McKay’s hypnotically depressing movie is sustained less by its gallows humor than by its intractable sadness; less by laughing at the end of the world than by lamenting how one natural emergency isn’t motivation enough for us to collectively overcome another. The human brain hasn’t evolved to comprehend the more abstract threats that confront us all today. We’ve been hardwired to think about food and shelter and sex — to grapple with the concept of death, but not to the point that it paralyzes us from living. Our survival instinct is leading us straight to the slaughterhouse, and “Don’t Look Up” feels like Hollywood rubber-necking at the carnage from their vantage point among the hilltops.

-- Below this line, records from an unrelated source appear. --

use std::path::{Path, PathBuf};

use serde::Deserialize;

use retriage::cli::{Cli, Commands, ConfigAction};
use retriage::config::Config;
use retriage::engine::Engine;
use retriage::error::{Result, RetriageError};
use retriage::index::ReportFields;

fn main() -> Result<()> {
    init_logging();

    let cli = Cli::parse_args();

    match cli.command {
        Commands::Detect {
            id,
            reports,
            program,
            limit,
            json,
        } => {
            cmd_detect(cli.config, &reports, &id, program.as_deref(), limit, json)?;
        }
        Commands::Batch {
            ids,
            reports,
            program,
            json,
        } => {
            cmd_batch(cli.config, &reports, &ids, program.as_deref(), json)?;
        }
        Commands::Clusters {
            reports,
            program,
            threshold,
            json,
        } => {
            cmd_clusters(cli.config, &reports, program.as_deref(), threshold, json)?;
        }
        Commands::Stats { reports } => {
            cmd_stats(cli.config, &reports)?;
        }
        Commands::Config { action } => {
            cmd_config(cli.config, action)?;
        }
    }

    Ok(())
}

fn init_logging() {
    use tracing_subscriber::{fmt, EnvFilter};

    let filter =
        EnvFilter::try_from_default_env().unwrap_or_else(|_| EnvFilter::new("retriage=info"));

    fmt().with_env_filter(filter).with_target(false).init();
}

/// One line of the system-of-record export: an id plus the raw fields
#[derive(Debug, Deserialize)]
struct RawReport {
    id: String,
    #[serde(flatten)]
    fields: ReportFields,
}

/// Rebuild the engine corpus from a JSONL export
fn build_engine(config_path: Option<PathBuf>, reports_path: &Path) -> Result<Engine> {
    let config = load_config(config_path)?;
    let engine = Engine::new(config);

    let content = std::fs::read_to_string(reports_path).map_err(|e| RetriageError::Io {
        source: e,
        context: format!("Failed to read reports file: {:?}", reports_path),
    })?;

    let mut count = 0usize;
    for (line_no, line) in content.lines().enumerate() {
        if line.trim().is_empty() {
            continue;
        }
        let raw: RawReport = serde_json::from_str(line).map_err(|e| RetriageError::Json {
            source: e,
            context: format!("{}:{}", reports_path.display(), line_no + 1),
        })?;
        engine.add_report(raw.id, &raw.fields);
        count += 1;
    }

    tracing::info!(reports = count, "corpus rebuilt from {}", reports_path.display());
    Ok(engine)
}

fn cmd_detect(
    config_path: Option<PathBuf>,
    reports_path: &Path,
    id: &str,
    program: Option<&str>,
    limit: usize,
    json: bool,
) -> Result<()> {
    let engine = build_engine(config_path, reports_path)?;
    let result = engine.detect_duplicates(id, program, limit)?;

    if json {
        println!("{}", to_json(&result)?);
        return Ok(());
    }

    println!("Duplicate candidates for {}", result.query_id);
    println!("  Checked in {} ms", result.detection_time_ms);

    if result.matches.is_empty() {
        println!("  No candidates found");
        return Ok(());
    }

    println!();
    println!("  {:<20} {:>8} {:>8} {:>8} {:>8} {:>8}  dup?", "report", "overall", "title", "descr", "code", "url");
    for m in &result.matches {
        println!(
            "  {:<20} {:>8.3} {:>8.3} {:>8.3} {:>8.3} {:>8.3}  {}",
            m.report_id,
            m.overall_score,
            m.title_similarity,
            m.description_similarity,
            m.code_similarity,
            m.url_similarity,
            if m.is_duplicate { "yes" } else { "no" },
        );
    }

    Ok(())
}

fn cmd_batch(
    config_path: Option<PathBuf>,
    reports_path: &Path,
    ids: &[String],
    program: Option<&str>,
    json: bool,
) -> Result<()> {
    let engine = build_engine(config_path, reports_path)?;
    let results = engine.batch_detect(ids, program);

    if json {
        println!("{}", to_json(&results)?);
        return Ok(());
    }

    println!("Batch detection: {} of {} ids processed", results.len(), ids.len());
    for result in &results {
        match &result.highest_match {
            Some(best) => println!(
                "  {} -> {} (overall {:.3}, duplicate: {})",
                result.query_id,
                best.report_id,
                best.overall_score,
                if best.is_duplicate { "yes" } else { "no" },
            ),
            None => println!("  {} -> no candidates", result.query_id),
        }
    }

    Ok(())
}

fn cmd_clusters(
    config_path: Option<PathBuf>,
    reports_path: &Path,
    program: Option<&str>,
    threshold: Option<f64>,
    json: bool,
) -> Result<()> {
    let engine = build_engine(config_path, reports_path)?;
    let clusters = engine.find_duplicate_clusters(program, threshold);

    if json {
        println!("{}", to_json(&clusters)?);
        return Ok(());
    }

    if clusters.is_empty() {
        println!("No duplicate clusters found");
        return Ok(());
    }

    println!("{} duplicate cluster(s)", clusters.len());
    for (i, cluster) in clusters.iter().enumerate() {
        let members: Vec<&str> = cluster.reports.iter().map(String::as_str).collect();
        println!("  #{}: {} reports: {}", i + 1, cluster.len(), members.join(", "));
    }

    Ok(())
}

fn cmd_stats(config_path: Option<PathBuf>, reports_path: &Path) -> Result<()> {
    let engine = build_engine(config_path, reports_path)?;
    let stats = engine.get_statistics();

    println!("Corpus statistics");
    println!("=================");
    println!("Reports indexed: {}", stats.reports_indexed);
    println!("Unique terms:    {}", stats.unique_terms);
    println!("\nThresholds:");
    println!("  overall:     {:.2}", stats.thresholds.overall);
    println!("  title:       {:.2}", stats.thresholds.title);
    println!("  description: {:.2}", stats.thresholds.description);
    println!("  code:        {:.2}", stats.thresholds.code);
    println!("  url:         {:.2}", stats.thresholds.url);

    Ok(())
}

fn cmd_config(config_path: Option<PathBuf>, action: ConfigAction) -> Result<()> {
    match action {
        ConfigAction::Show => {
            let config = load_config(config_path)?;
            println!("{}", to_json(&config)?);
        }
        ConfigAction::Init { force } => {
            let path = match config_path {
                Some(path) => path,
                None => Config::default_path()?,
            };

            if path.exists() && !force {
                println!("Configuration file already exists at: {}", path.display());
                println!("Use --force to overwrite");
                return Ok(());
            }

            if let Some(parent) = path.parent() {
                std::fs::create_dir_all(parent).map_err(|e| RetriageError::Io {
                    source: e,
                    context: format!("Failed to create config directory: {:?}", parent),
                })?;
            }

            Config::default().save(&path)?;
            println!("✓ Configuration initialized at: {}", path.display());
        }
        ConfigAction::Validate { file } => {
            let path = match file.or(config_path) {
                Some(path) => path,
                None => Config::default_path()?,
            };
            // Load already runs the validator
            let _ = Config::load(&path)?;
            println!("✓ Configuration is valid");
        }
    }

    Ok(())
}

fn load_config(config_path: Option<PathBuf>) -> Result<Config> {
    let path = match config_path {
        Some(path) => path,
        None => Config::default_path()?,
    };

    if !path.exists() {
        tracing::warn!(
            "Config file not found, using defaults. Run 'retriage config init' to create one."
        );
        return Ok(Config::default());
    }

    Config::load(&path)
}

fn to_json<T: serde::Serialize>(value: &T) -> Result<String> {
    serde_json::to_string_pretty(value).map_err(|e| RetriageError::Json {
        source: e,
        context: "Failed to serialize output".to_string(),
    })
}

And so we’re left with a very sweaty film that strains to be funny, but one that’s also itching to argue that it’s lack of funniness is precisely the point. Some problems can’t be solved by celebrities alone, and the most subversive thing about “Don’t Look Up” is ultimately how — in its own impotent way — it weaponizes its wild star power to make that point. It isn’t smart enough to be a wakeup call or shocking enough to scare people straight, but in the early days of a century in which the world has become a farce of itself and comedians are the only people still afforded $75 million to make serious-minded original cinema, maybe all we can do with the time that remains is stare at our screens and lament how we got here.

Grade: C-

Netflix will release “Don’t Look Up” in select theaters on Friday, December 10. It will be available to stream on Netflix starting Friday, December 24.